Abstract

In antibody-mediated non-hemolytic transfusion reactions, Transfusion-Related Acute Lung Injury (TRALI) tends to occur immediately after a blood transfusion. Leukocyte antibodies or immune complexes have been frequently shown to be associated with the syndrome, although the mechanisms by which they induce TRALI are poorly understood. To explore the mechanism of TRALI, an in vitro whole blood cell culture assay was established in which cells were stimulated by human antibodies and the activation of neutrophils was monitored by a cell surface marker (Mac-1) with FCM. To identify soluble mediators that were released instantly following immune stimulation, we examined the release of soluble factors, including, Perforin, IL-6, TNF-a, and Heparin binding protein (HBP) using ELISAs. In addition, the involvement of two neutrophil FcγRs (FcγRIIIb and FcγRIIa, also known as CD16 and CD32, respectively) in release of HBP was examined during antibody-induced cell activation using anti-FcγR blocking antibodies.
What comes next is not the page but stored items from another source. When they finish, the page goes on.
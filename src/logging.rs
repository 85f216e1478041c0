use crate::config::AppConfig;
use tracing_appender::non_blocking::WorkerGuard;
use tracing_subscriber::{EnvFilter, fmt, prelude::*};

/// Install the global subscriber. Keep the returned guard alive for the
/// whole run or buffered file output is lost.
///
/// JSON mode writes only to the file for log shippers. Text mode also echoes
/// to stdout so scenario results show up in the terminal during a run.
pub fn init_logging(config: &AppConfig) -> WorkerGuard {
    let file_appender = match config.rotation.as_str() {
        "hourly" => tracing_appender::rolling::hourly(&config.log_dir, &config.log_file),
        "daily" => tracing_appender::rolling::daily(&config.log_dir, &config.log_file),
        _ => tracing_appender::rolling::never(&config.log_dir, &config.log_file),
    };

    let (non_blocking, guard) = tracing_appender::non_blocking(file_appender);

    let filter = EnvFilter::try_from_default_env()
        .unwrap_or_else(|_| EnvFilter::new(config.log_level.clone()));

    let registry = tracing_subscriber::registry().with(filter);

    if config.use_json {
        let file_layer = fmt::layer()
            .json()
            .with_target(true)
            .with_writer(non_blocking)
            .with_ansi(false);
        registry.with(file_layer).init();
    } else {
        let file_layer = fmt::layer()
            .with_target(false)
            .with_writer(non_blocking)
            .with_ansi(false);
        let stdout_layer = fmt::layer().with_target(false).with_ansi(true);
        registry.with(file_layer).with(stdout_layer).init();
    }

    guard
}
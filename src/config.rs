use anyhow::{Context, Result};
use serde::{Deserialize, Serialize};
use std::fs;

#[derive(Debug, Serialize, Deserialize, Clone)]
pub struct AppConfig {
    pub log_level: String,
    pub log_dir: String,
    pub log_file: String,
    pub use_json: bool,
    pub rotation: String,
    #[serde(default)]
    pub scenarios: ScenarioConfig,
}

/// Where the demo binary reads transfer scenarios from
#[derive(Debug, Serialize, Deserialize, Clone)]
pub struct ScenarioConfig {
    pub path: String,
    /// Abort the run at the first outcome that differs from its expectation
    pub stop_on_mismatch: bool,
}

impl Default for ScenarioConfig {
    fn default() -> Self {
        Self {
            path: crate::scenario::TRANSFERS_CSV.to_string(),
            stop_on_mismatch: false,
        }
    }
}

impl AppConfig {
    pub fn load(env: &str) -> Result<Self> {
        let config_path = format!("config/{}.yaml", env);
        let content = fs::read_to_string(&config_path)
            .with_context(|| format!("Failed to read config file: {}", config_path))?;
        Self::from_yaml(&content).with_context(|| format!("Failed to parse {}", config_path))
    }

    pub fn from_yaml(content: &str) -> Result<Self> {
        Ok(serde_yaml::from_str(content)?)
    }
}

#[cfg(test)]
mod tests {
    use super::*;

    #[test]
    fn test_parse_full_config() {
        let yaml = r#"
log_level: debug
log_dir: ./logs
log_file: transfer.log
use_json: true
rotation: daily
scenarios:
  path: fixtures/other.csv
  stop_on_mismatch: true
"#;
        let config = AppConfig::from_yaml(yaml).unwrap();
        assert_eq!(config.log_level, "debug");
        assert!(config.use_json);
        assert_eq!(config.scenarios.path, "fixtures/other.csv");
        assert!(config.scenarios.stop_on_mismatch);
    }

    #[test]
    fn test_scenarios_section_defaults() {
        let yaml = r#"
log_level: info
log_dir: ./logs
log_file: transfer.log
use_json: false
rotation: never
"#;
        let config = AppConfig::from_yaml(yaml).unwrap();
        assert_eq!(config.scenarios.path, "fixtures/transfers.csv");
        assert!(!config.scenarios.stop_on_mismatch);
    }

    #[test]
    fn test_missing_required_field_is_error() {
        assert!(AppConfig::from_yaml("log_level: info").is_err());
    }

    #[test]
    fn test_load_missing_env_names_path() {
        let err = AppConfig::load("no_such_env").unwrap_err();
        assert!(format!("{:#}", err).contains("config/no_such_env.yaml"));
    }
}
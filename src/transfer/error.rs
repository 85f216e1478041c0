//! Transfer Error Types

use thiserror::Error;

/// Message carried when either account reference is absent.
pub const ACCOUNT_NULL_MESSAGE: &str = "Account should not be null";

/// Message carried when the amount is zero or negative.
pub const NON_POSITIVE_AMOUNT_MESSAGE: &str = "Money amount should be greater than zero";

/// Transfer error types
///
/// `InvalidArgument` signals a caller bug (bad inputs). `InsufficientFunds`
/// is the one failure a well-behaved caller is expected to handle.
#[derive(Error, Debug, Clone, PartialEq, Eq)]
pub enum TransferError {
    #[error("{0}")]
    InvalidArgument(&'static str),

    #[error("Insufficient funds")]
    InsufficientFunds,

    #[error("Amount would cause overflow")]
    Overflow,
}

impl TransferError {
    /// Stable error code, independent of the display message
    pub fn code(&self) -> &'static str {
        match self {
            TransferError::InvalidArgument(_) => "INVALID_ARGUMENT",
            TransferError::InsufficientFunds => "INSUFFICIENT_FUNDS",
            TransferError::Overflow => "OVERFLOW",
        }
    }

    /// True for failures the caller can act on rather than fix in code
    pub fn is_recoverable(&self) -> bool {
        matches!(self, TransferError::InsufficientFunds)
    }
}

#[cfg(test)]
mod tests {
    use super::*;

    #[test]
    fn test_error_codes() {
        assert_eq!(
            TransferError::InvalidArgument(ACCOUNT_NULL_MESSAGE).code(),
            "INVALID_ARGUMENT"
        );
        assert_eq!(
            TransferError::InsufficientFunds.code(),
            "INSUFFICIENT_FUNDS"
        );
        assert_eq!(TransferError::Overflow.code(), "OVERFLOW");
    }

    #[test]
    fn test_display() {
        assert_eq!(
            TransferError::InvalidArgument(ACCOUNT_NULL_MESSAGE).to_string(),
            "Account should not be null"
        );
        assert_eq!(
            TransferError::InvalidArgument(NON_POSITIVE_AMOUNT_MESSAGE).to_string(),
            "Money amount should be greater than zero"
        );
        assert_eq!(
            TransferError::InsufficientFunds.to_string(),
            "Insufficient funds"
        );
    }

    #[test]
    fn test_only_insufficient_funds_is_recoverable() {
        assert!(TransferError::InsufficientFunds.is_recoverable());
        assert!(!TransferError::InvalidArgument(NON_POSITIVE_AMOUNT_MESSAGE).is_recoverable());
        assert!(!TransferError::Overflow.is_recoverable());
    }
}
//! Account-to-Account Transfer
//!
//! A single synchronous operation: validate, then debit `from` and credit
//! `to`. Exclusive access to both accounts is guaranteed by the `&mut`
//! borrows, so no locking is involved.

pub mod error;
pub mod service;

pub use error::{ACCOUNT_NULL_MESSAGE, NON_POSITIVE_AMOUNT_MESSAGE, TransferError};
pub use service::TransferService;
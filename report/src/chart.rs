use crate::report::GroupTable;
use anyhow::{Context, Result};
use plotters::prelude::*;
use plotters::series::DashedLineSeries;
use plotters::style::text_anchor::{HPos, Pos, VPos};
use std::path::{Path, PathBuf};
use tracing::debug;

// Canvas geometry matches the published report figures (8x5 inches at 100 dpi).
const CHART_SIZE: (u32, u32) = (800, 500);

// Font sizes
const TITLE_FONT_SIZE: u32 = 24;
const AXIS_LABEL_FONT_SIZE: u32 = 18;
const TICK_LABEL_FONT_SIZE: u32 = 15;
const LEGEND_FONT_SIZE: u32 = 15;
const DATA_LABEL_FONT_SIZE: u32 = 14;

// width of a bar cluster, in x-axis units (one unit per metric)
const GROUP_WIDTH: f64 = 0.8;
// headroom above the tallest bar so value labels stay inside the frame
const Y_HEADROOM: f64 = 1.15;

/// Render one group to `<output_dir>/<file_name>` and return the written path.
pub fn render(table: &GroupTable<'_>, output_dir: &Path) -> Result<PathBuf> {
    let group = table.group;
    let path = output_dir.join(group.file_name);

    let root = BitMapBackend::new(&path, CHART_SIZE).into_drawing_area();
    root.fill(&WHITE)
        .with_context(|| format!("failed to prepare canvas for {}", group.file_name))?;

    let num_metrics = table.rows.len();
    let num_engines = table.engines.len();
    // floor of 1.0 keeps the layout sane for a degenerate all-zero table
    let y_max = (table.max_value() * Y_HEADROOM).max(1.0);

    let mut chart = ChartBuilder::on(&root)
        .caption(group.title, ("sans-serif", TITLE_FONT_SIZE))
        .margin(15)
        .x_label_area_size(40)
        .y_label_area_size(60)
        .build_cartesian_2d(-0.5..(num_metrics as f64 - 0.5), 0.0..y_max)
        .with_context(|| format!("failed to lay out chart for {}", group.file_name))?;

    chart
        .configure_mesh()
        .disable_mesh()
        .x_labels(num_metrics)
        .x_label_formatter(&|x| {
            let idx = x.round() as usize;
            if idx < num_metrics && (x - idx as f64).abs() < 0.3 {
                table.rows[idx].metric.to_string()
            } else {
                String::new()
            }
        })
        .y_desc(group.y_desc)
        .label_style(("sans-serif", TICK_LABEL_FONT_SIZE))
        .axis_desc_style(("sans-serif", AXIS_LABEL_FONT_SIZE))
        .draw()
        .with_context(|| format!("failed to draw axes for {}", group.file_name))?;

    // dashed horizontal gridlines, drawn first so the bars sit on top
    let step = grid_step(y_max);
    let mut grid_y = step;
    while grid_y < y_max {
        chart
            .draw_series(DashedLineSeries::new(
                [(-0.5, grid_y), (num_metrics as f64 - 0.5, grid_y)],
                6,
                4,
                BLACK.mix(0.3).stroke_width(1),
            ))
            .with_context(|| format!("failed to draw gridlines for {}", group.file_name))?;
        grid_y += step;
    }

    let bar_width = GROUP_WIDTH / num_engines as f64;

    for (engine_idx, &engine) in table.engines.iter().enumerate() {
        let color = engine.color();

        for (metric_idx, row) in table.rows.iter().enumerate() {
            // absent measurements stay a gap in the cluster
            let Some(value) = row.values[engine_idx] else {
                continue;
            };

            let x_center = metric_idx as f64
                + (engine_idx as f64 - (num_engines as f64 - 1.0) / 2.0) * bar_width;
            let x_left = x_center - bar_width / 2.0 + 0.02;
            let x_right = x_center + bar_width / 2.0 - 0.02;

            chart
                .draw_series(std::iter::once(Rectangle::new(
                    [(x_left, 0.0), (x_right, value)],
                    color.filled(),
                )))
                .with_context(|| format!("failed to draw bars for {}", group.file_name))?;

            chart
                .draw_series(std::iter::once(Text::new(
                    format_value(value),
                    (x_center, value + y_max * 0.01),
                    ("sans-serif", DATA_LABEL_FONT_SIZE)
                        .into_font()
                        .color(&BLACK)
                        .pos(Pos::new(HPos::Center, VPos::Bottom)),
                )))
                .with_context(|| format!("failed to draw value labels for {}", group.file_name))?;
        }

        // invisible anchor so the legend entry picks up the engine color
        chart
            .draw_series(std::iter::once(Circle::new(
                (num_metrics as f64 - 1.0, y_max),
                0,
                color.filled(),
            )))
            .with_context(|| format!("failed to draw legend for {}", group.file_name))?
            .label(engine.name())
            .legend(move |(x, y)| Rectangle::new([(x, y - 5), (x + 20, y + 5)], color.filled()));
    }

    chart
        .configure_series_labels()
        .position(SeriesLabelPosition::UpperRight)
        .background_style(WHITE.mix(0.8))
        .border_style(BLACK)
        .label_font(("sans-serif", LEGEND_FONT_SIZE))
        .draw()
        .with_context(|| format!("failed to draw legend for {}", group.file_name))?;

    root.present()
        .with_context(|| format!("failed to write {}", path.display()))?;
    drop(chart);
    drop(root);
    debug!(path = %path.display(), "chart rendered");

    Ok(path)
}

/// Bar labels print the literal measurement, integers without a decimal point.
pub(crate) fn format_value(value: f64) -> String {
    if value.fract() == 0.0 {
        format!("{}", value as i64)
    } else {
        format!("{value}")
    }
}

/// 1/2/5 ladder for the gridline spacing, aiming for about five lines
pub(crate) fn grid_step(y_max: f64) -> f64 {
    if y_max <= 0.0 {
        return 1.0;
    }

    let raw = y_max / 5.0;
    let magnitude = 10f64.powi(raw.log10().floor() as i32);
    let normalized = raw / magnitude;

    let nice = if normalized <= 1.0 {
        1.0
    } else if normalized <= 2.0 {
        2.0
    } else if normalized <= 5.0 {
        5.0
    } else {
        10.0
    };

    nice * magnitude
}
Substantial amounts of HBP were released within 30 min upon stimulation by human antibodies, although other soluble mediators were not released within such an eary period. Furthermore, the release of HBP was mediated via signals though both FcγRIIIb and FcγRIIa. HBP that have been known as a multifunctional molecule in early inflammation appears to be a one of the primary effector molecules of antibody-mediated non-hemolytic transfusion reactions including TRALI.

Author notes

Disclosure: No relevant conflicts of interest to declare.